(Dataset excerpts)
//! Broadcast engine
//!
//! Fans one envelope out to every open connection, optionally skipping the
//! sender. The set of recipients is a copy taken from the registry when the
//! fan-out starts, so connections joining or leaving meanwhile neither skip
//! nor duplicate a delivery.
//!
//! Deliveries only enqueue onto each connection's unbounded channel, so a
//! slow peer cannot hold up the batch. A failed enqueue (the peer is already
//! gone) is logged and recorded in the returned [`BroadcastReport`]; it never
//! aborts the remaining deliveries and never reaches the caller as an error.

use std::sync::Arc;

use serde_json::Value;
use tracing::{debug, error, warn};

use crate::protocol::{self, ServerMessage};
use crate::registry::{Connection, ConnectionId, ConnectionRegistry};

/// Sender name used for envelopes the server originates itself.
pub const SERVER_SENDER: &str = "server";

#[derive(Debug, Clone, PartialEq, Eq, thiserror::Error)]
pub enum DeliveryError {
    #[error("connection {0} is closed")]
    ChannelClosed(ConnectionId),

    #[error("failed to serialize envelope: {0}")]
    Serialize(String),
}

/// Outcome for one recipient.
#[derive(Debug, Clone, PartialEq, Eq)]
pub struct Delivery {
    pub connection_id: ConnectionId,
    pub outcome: Result<(), DeliveryError>,
}

/// Per-recipient results of one fan-out.
#[derive(Debug, Clone, Default, PartialEq, Eq)]
pub struct BroadcastReport {
    pub deliveries: Vec<Delivery>,
}

impl BroadcastReport {
    pub fn recipients(&self) -> usize {
        self.deliveries.len()
    }

    pub fn delivered(&self) -> usize {
        self.deliveries.iter().filter(|d| d.outcome.is_ok()).count()
    }

    pub fn failed(&self) -> usize {
        self.recipients() - self.delivered()
    }

    pub fn failures(&self) -> impl Iterator<Item = &Delivery> {
        self.deliveries.iter().filter(|d| d.outcome.is_err())
    }
}

#[derive(Debug, Clone)]
pub struct BroadcastEngine {
    registry: Arc<ConnectionRegistry>,
}

impl BroadcastEngine {
    pub fn new(registry: Arc<ConnectionRegistry>) -> Self {
        Self { registry }
    }

    /// Sends a `broadcast` envelope carrying `payload` to every open
    /// connection except `sender`.
    ///
    /// The envelope names the sender by remote address, or `"server"` when
    /// there is none, and reports how many connections were open.
    pub fn broadcast(&self, payload: Value, sender: Option<&Connection>) -> BroadcastReport {
        let connections = self.registry.connections();
        let envelope = ServerMessage::Broadcast {
            message: payload,
            sender: sender
                .map(|c| c.remote_addr.to_string())
                .unwrap_or_else(|| SERVER_SENDER.to_string()),
            timestamp: protocol::timestamp(),
            total_clients: connections.len(),
        };
        deliver(&connections, &envelope, sender.map(|c| c.id))
    }

    /// Sends `envelope` as-is to every open connection except `exclude`.
    pub fn fan_out(
        &self,
        envelope: &ServerMessage,
        exclude: Option<ConnectionId>,
    ) -> BroadcastReport {
        let connections = self.registry.connections();
        deliver(&connections, envelope, exclude)
    }
}

/// Queues `envelope` for a single connection.
pub fn deliver_to(conn: &Connection, envelope: &ServerMessage) -> Result<(), DeliveryError> {
    let frame =
        protocol::to_frame(envelope).map_err(|e| DeliveryError::Serialize(e.to_string()))?;
    conn.send(frame).map_err(|_| DeliveryError::ChannelClosed(conn.id))
}

fn deliver(
    connections: &[Connection],
    envelope: &ServerMessage,
    exclude: Option<ConnectionId>,
) -> BroadcastReport {
    let recipients = connections.iter().filter(|c| Some(c.id) != exclude);

    let frame = match protocol::to_frame(envelope) {
        Ok(frame) => frame,
        Err(e) => {
            error!("Failed to serialize {} envelope: {e}", envelope.kind());
            let reason = e.to_string();
            return BroadcastReport {
                deliveries: recipients
                    .map(|c| Delivery {
                        connection_id: c.id,
                        outcome: Err(DeliveryError::Serialize(reason.clone())),
                    })
                    .collect(),
            };
        }
    };

    let deliveries: Vec<Delivery> = recipients
        .map(|conn| {
            let outcome = conn
                .send(frame.clone())
                .map_err(|_| DeliveryError::ChannelClosed(conn.id));
            if let Err(e) = &outcome {
                warn!("Failed to deliver {} to {}: {e}", envelope.kind(), conn.id);
            }
            Delivery {
                connection_id: conn.id,
                outcome,
            }
        })
        .collect();

    let report = BroadcastReport { deliveries };
    debug!(
        "Fanned out {} to {} of {} recipients",
        envelope.kind(),
        report.delivered(),
        report.recipients()
    );
    report
}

● Exercise instructions
Of the lines above, extract only those from the line with "#[derive(Debug, Clone, Default, PartialEq, Eq)]" to the line with "pub fn delivered(&self)", both included, exactly as written.

● Answer section
#[derive(Debug, Clone, Default, PartialEq, Eq)]
pub struct BroadcastReport {
    pub deliveries: Vec<Delivery>,
}

impl BroadcastReport {
    pub fn recipients(&self) -> usize {
        self.deliveries.len()
    }

    pub fn delivered(&self) -> usize {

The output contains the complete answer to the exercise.